Ce livre m’attendait depuis longtemps, je l’avais acheté juste après avoir découvert Sandor Marai avec « Métamorphoses d’un mariage », roman qui m’avait beaucoup « parlé ».

J’ai retrouvé le style très littéraire et classique de l’auteur et sa façon ultra-précise de décortiquer le sentiment amoureux. On retrouve en effet des points communs entre les deux romans : la fin d’une histoire d’amour, le délitement d’un mariage.

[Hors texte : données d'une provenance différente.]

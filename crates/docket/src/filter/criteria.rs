//! Filter criteria and their parsing from UI values.

use serde::{Deserialize, Deserializer, Serialize, Serializer};
use tracing::warn;

use crate::error::DocketError;
use crate::item::{DocumentType, Priority, ReviewStatus};
use crate::vocabulary::Vocabulary;

/// Sentinel used by UI selects for "no filter".
pub const ALL_SENTINEL: &str = "all";

/// One facet of the filter: either everything, or exactly one value.
#[derive(Debug, Clone, PartialEq, Eq)]
pub enum Facet<T> {
    /// Facet disabled.
    All,
    /// Only items whose field equals this value.
    Only(T),
}

impl<T> Default for Facet<T> {
    fn default() -> Self {
        Facet::All
    }
}

impl<T> Facet<T> {
    /// Whether this facet filters anything.
    pub fn is_all(&self) -> bool {
        matches!(self, Facet::All)
    }

    /// The selected value, if any.
    pub fn value(&self) -> Option<&T> {
        match self {
            Facet::All => None,
            Facet::Only(v) => Some(v),
        }
    }

    /// Whether a field value passes this facet.
    pub fn admits<U>(&self, value: &U) -> bool
    where
        T: PartialEq<U>,
        U: ?Sized,
    {
        match self {
            Facet::All => true,
            Facet::Only(expected) => expected == value,
        }
    }
}

impl<T> From<Option<T>> for Facet<T> {
    fn from(value: Option<T>) -> Self {
        match value {
            Some(v) => Facet::Only(v),
            None => Facet::All,
        }
    }
}

impl<T: Serialize> Serialize for Facet<T> {
    fn serialize<S: Serializer>(&self, serializer: S) -> Result<S::Ok, S::Error> {
        match self {
            Facet::All => serializer.serialize_none(),
            Facet::Only(v) => serializer.serialize_some(v),
        }
    }
}

impl<'de, T: Deserialize<'de>> Deserialize<'de> for Facet<T> {
    fn deserialize<D: Deserializer<'de>>(deserializer: D) -> Result<Self, D::Error> {
        Ok(Option::<T>::deserialize(deserializer)?.into())
    }
}

/// Typed filter criteria. Every facet defaults to "all".
#[derive(Debug, Clone, Default, PartialEq, Eq, Serialize, Deserialize)]
pub struct FilterCriteria {
    /// Case-insensitive text matched against title, submitter and assignee.
    #[serde(default, skip_serializing_if = "String::is_empty")]
    pub search_text: String,

    #[serde(default)]
    pub category: Facet<String>,

    #[serde(default)]
    pub priority: Facet<Priority>,

    #[serde(default)]
    pub document_type: Facet<DocumentType>,

    #[serde(default)]
    pub status: Facet<ReviewStatus>,
}

impl FilterCriteria {
    /// Criteria that match everything.
    pub fn new() -> Self {
        Self::default()
    }

    /// Set the search text.
    pub fn with_search(mut self, text: impl Into<String>) -> Self {
        self.search_text = text.into();
        self
    }

    /// Only the given category.
    pub fn with_category(mut self, category: impl Into<String>) -> Self {
        self.category = Facet::Only(category.into());
        self
    }

    /// Only the given priority.
    pub fn with_priority(mut self, priority: Priority) -> Self {
        self.priority = Facet::Only(priority);
        self
    }

    /// Only the given document type.
    pub fn with_document_type(mut self, document_type: DocumentType) -> Self {
        self.document_type = Facet::Only(document_type);
        self
    }

    /// Only the given status.
    pub fn with_status(mut self, status: ReviewStatus) -> Self {
        self.status = Facet::Only(status);
        self
    }

    /// Whether no criterion is active.
    pub fn is_unfiltered(&self) -> bool {
        self.search_text.is_empty()
            && self.category.is_all()
            && self.priority.is_all()
            && self.document_type.is_all()
            && self.status.is_all()
    }

    /// Parse raw UI values.
    ///
    /// A value that cannot be understood is reported as an issue and that
    /// single criterion falls back to "all"; the remaining criteria still apply.
    pub fn parse(raw: &RawCriteria, vocabulary: &Vocabulary) -> ParsedCriteria {
        let mut issues = Vec::new();

        let category = match selected(raw.category.as_deref()) {
            None => Facet::All,
            Some(c) if vocabulary.accepts_category(c) => Facet::Only(c.to_string()),
            Some(c) => {
                issues.push(reject("category", format!("Unknown category: {}", c)));
                Facet::All
            }
        };

        let criteria = FilterCriteria {
            search_text: raw.search.clone().unwrap_or_default(),
            category,
            priority: parse_facet("priority", raw.priority.as_deref(), &mut issues),
            document_type: parse_facet("document_type", raw.document_type.as_deref(), &mut issues),
            status: parse_facet("status", raw.status.as_deref(), &mut issues),
        };

        ParsedCriteria { criteria, issues }
    }
}

/// Untyped criteria as received from selects and text inputs.
#[derive(Debug, Clone, Default, PartialEq, Eq, Serialize, Deserialize)]
pub struct RawCriteria {
    #[serde(default, skip_serializing_if = "Option::is_none")]
    pub search: Option<String>,
    #[serde(default, skip_serializing_if = "Option::is_none")]
    pub category: Option<String>,
    #[serde(default, skip_serializing_if = "Option::is_none")]
    pub priority: Option<String>,
    #[serde(default, skip_serializing_if = "Option::is_none")]
    pub document_type: Option<String>,
    #[serde(default, skip_serializing_if = "Option::is_none")]
    pub status: Option<String>,
}

/// Result of parsing raw criteria: usable criteria plus any rejected values.
#[derive(Debug)]
pub struct ParsedCriteria {
    pub criteria: FilterCriteria,
    /// One [`DocketError::Validation`] per criterion that fell back to "all".
    pub issues: Vec<DocketError>,
}

impl ParsedCriteria {
    /// Whether every raw value was understood.
    pub fn is_clean(&self) -> bool {
        self.issues.is_empty()
    }
}

fn selected(value: Option<&str>) -> Option<&str> {
    value
        .map(str::trim)
        .filter(|v| !v.is_empty() && !v.eq_ignore_ascii_case(ALL_SENTINEL))
}

fn parse_facet<T>(name: &str, value: Option<&str>, issues: &mut Vec<DocketError>) -> Facet<T>
where
    T: std::str::FromStr<Err = String>,
{
    match selected(value).map(str::parse::<T>) {
        None => Facet::All,
        Some(Ok(v)) => Facet::Only(v),
        Some(Err(message)) => {
            issues.push(reject(name, message));
            Facet::All
        }
    }
}

fn reject(criterion: &str, message: String) -> DocketError {
    warn!(criterion, %message, "ignoring invalid filter criterion");
    DocketError::Validation(message)
}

Dans Divorce à Buda, l’ensemble du récit tient en une nuit : un juge rentre chez lui après un dîner et y retrouve une ancienne connaissance : il s’agit d’un médecin, qu’il a connu dans sa jeunesse et dont il aurait dû prononcer le divorce le lendemain. Au cours de cette nuit, une longue conversation remonte le fil de ce mariage qui prend fin. Il s’avère que le juge y joue un rôle inattendu et plus important que celui auquel il s’attendait et qui était d’enregistrer le divorce. Grâce à cette histoire, Sandor Marai analyse les enjeux du mariage dans la société bourgeoise hongroise du XXème siècle ; il oppose l’amour idéalisé, absolu, passionnel à la représentation du couple et à l’image de la famille parfaite renvoyée par la société.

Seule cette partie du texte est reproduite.